バッハの『無伴奏チェロ組曲』の2回目のリリースでは、6曲をそれぞれ異なるジャンルで活躍するアーティストたち(坂東玉三郎、マーク・モリス・ダンス・グループ等)とのコラボレーション作品として映像に収録し、世界的に話題となりました。
6作からなる「インスパイアド・バイ・バッハ」と題された映像作品として完成させたのです。この作品で、ヨーヨー・マの世界観はより広がりを持ちました。また、ジャズボーカルのボビー・マクファーリンとデュエットしたCD「ハッシュ」がヒットするなどクラシックに留まりません。
2008年に作った「プレイズ・ピアソラ」というアルバムも、世界中で瞬く間にヒットしました。音色や雰囲気もそれらに合わせて、全く違う世界を表現してしまうテクニックも素晴らしいです。音楽的才能に溢れた、彼ならばのアルバム。まさにチェロ界のカリスマです。
ヨーヨー・マの映画
2017年、ヨーヨー・マの映画「The Music of Strangers」(邦題「ヨーヨー・マと旅するシルクロード」)が公開されました。
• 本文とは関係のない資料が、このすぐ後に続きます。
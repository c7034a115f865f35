use chrono::{DateTime, Utc};
use serde::{Deserialize, Serialize};
use std::fmt;

/// 分類選單的「全部」選項
pub const ALL_CATEGORIES: &str = "all";

/// 伺服器同步下來的名言所使用的分類
pub const SERVER_CATEGORY: &str = "server";

pub const NO_QUOTE_FOUND: &str = "No quote found!";

pub const EXPORT_FILE_NAME: &str = "quotes.json";

/// 持久化使用的 key
pub mod keys {
    pub const QUOTES: &str = "quotes";
    pub const LAST_CATEGORY: &str = "lastCategory";
    pub const LAST_QUOTE: &str = "lastQuote";
}

#[derive(Debug, Clone, PartialEq, Eq, Serialize, Deserialize)]
pub struct Quote {
    pub text: String,
    pub category: String,
}

impl Quote {
    pub fn new(text: impl Into<String>, category: impl Into<String>) -> Self {
        Self {
            text: text.into(),
            category: category.into(),
        }
    }

    pub fn is_in(&self, category: &str) -> bool {
        category == ALL_CATEGORIES || self.category == category
    }
}

impl fmt::Display for Quote {
    fn fmt(&self, f: &mut fmt::Formatter<'_>) -> fmt::Result {
        write!(f, "{} ({})", self.text, self.category)
    }
}

/// Built-in quotes used when nothing has been persisted yet.
pub fn seed_quotes() -> Vec<Quote> {
    vec![
        Quote::new("Keep moving forward!", "motivation"),
        Quote::new("Eat. Sleep. Code. Repeat.", "coding"),
    ]
}

/// Result of a category-filtered random pick. An empty filter result is not an error.
#[derive(Debug, Clone, PartialEq, Eq)]
pub enum QuotePick {
    Found(Quote),
    NotFound,
}

impl QuotePick {
    pub fn quote(&self) -> Option<&Quote> {
        match self {
            QuotePick::Found(quote) => Some(quote),
            QuotePick::NotFound => None,
        }
    }

    pub fn display_text(&self) -> String {
        match self {
            QuotePick::Found(quote) => quote.to_string(),
            QuotePick::NotFound => NO_QUOTE_FOUND.to_string(),
        }
    }
}

/// How fetched server quotes are reconciled with the local collection.
///
/// `Merge` appends quotes whose text is not yet present and never touches
/// existing entries. `Replace` throws the whole local collection away in
/// favor of the fetched list, including every quote the user added; it is
/// kept only for parity with older deployments and must be chosen explicitly.
#[derive(Debug, Clone, Copy, PartialEq, Eq, Default, Serialize, Deserialize)]
#[serde(rename_all = "lowercase")]
#[cfg_attr(feature = "cli", derive(clap::ValueEnum))]
pub enum SyncPolicy {
    #[default]
    Merge,
    Replace,
}

impl fmt::Display for SyncPolicy {
    fn fmt(&self, f: &mut fmt::Formatter<'_>) -> fmt::Result {
        match self {
            SyncPolicy::Merge => write!(f, "merge"),
            SyncPolicy::Replace => write!(f, "replace"),
        }
    }
}

#[derive(Debug, Clone, Serialize)]
pub struct SyncOutcome {
    pub policy: SyncPolicy,
    pub fetched: usize,
    pub added: usize,
    pub total: usize,
    pub completed_at: DateTime<Utc>,
}

impl SyncOutcome {
    /// 只有集合有變動時才需要刷新分類
    pub fn changed(&self) -> bool {
        self.added > 0
    }

    pub fn summary(&self) -> String {
        match self.policy {
            SyncPolicy::Merge if self.added == 0 => "Quotes are already up to date".to_string(),
            SyncPolicy::Merge => format!("Synced {} new quote(s) from server", self.added),
            SyncPolicy::Replace => {
                format!("Quotes replaced with {} quote(s) from server", self.total)
            }
        }
    }
}

/// A generic record exposed by the remote source. Only `title` is used.
#[derive(Debug, Clone, PartialEq, Serialize, Deserialize)]
pub struct RemoteRecord {
    #[serde(default)]
    pub title: Option<String>,
}

impl RemoteRecord {
    /// Lenient decode: a non-object element or a non-string `title` becomes an untitled record.
    pub fn from_value(value: &serde_json::Value) -> Self {
        Self {
            title: value
                .get("title")
                .and_then(serde_json::Value::as_str)
                .map(str::to_string),
        }
    }
}
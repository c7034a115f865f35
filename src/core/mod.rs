pub mod scheduler;
pub mod store;
pub mod sync;

pub use crate::domain::model::{Quote, QuotePick, SyncOutcome, SyncPolicy};
pub use crate::domain::ports::{ConfigProvider, KeyValueStore, QuoteSource};
pub use crate::utils::error::Result;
内容は、ヨーヨー・マの幼少期からの映像や、本人のインタビュー、親交の深いジョン・ウィリアムズ、タン・ドゥンらの彼についての証言などです。
さらに名曲の演奏シーンやセッションの数々も盛り込まれ、文化の垣根を超え、音楽を追及しているヨーヨー・マの生き方に迫っています。これを見れば、ヨーヨー・マがどんな人物かが分かるように作られているのです。DVDでも発売されており、現在でも見る事が出来ます。
ヨーヨー・マの尊敬する人物
ヨーヨー・マが尊敬する人物は、有名なチェリスト、パブロ・カザルスだそうです。カザルスを尊敬するのは、彼が次のような言葉を残したからだと語っています。「私はまずは一人の人間であり、その次に音楽家で、第3にチェリストである」。
「この言葉はとても美しく、いつまでも忘れることができません。私はこの言葉がとても好きです。そして、それを信じます。彼は人生をこのように送ってきて、多くの決定もこの信念に従って行いました。」今日のチェリストのカリスマがあるのはカザルスの影響による事が見逃せません。
まとめ
ヨーヨー・マの現在までの活躍を簡単に見てきました。とにかく人間的に素晴らしい方です。自らのタレント性を誇示せず、心が綺麗な方かと思われます。そんな人物が奏でる音楽ですから、こちらの心に染みてくるのは当たり前です。
今後も彼の様々なパフォーマンスに期待しています。人間味溢れる人物ですから、これからも素晴らしい活動をしてくれる事でしょう。楽しみに期待しています。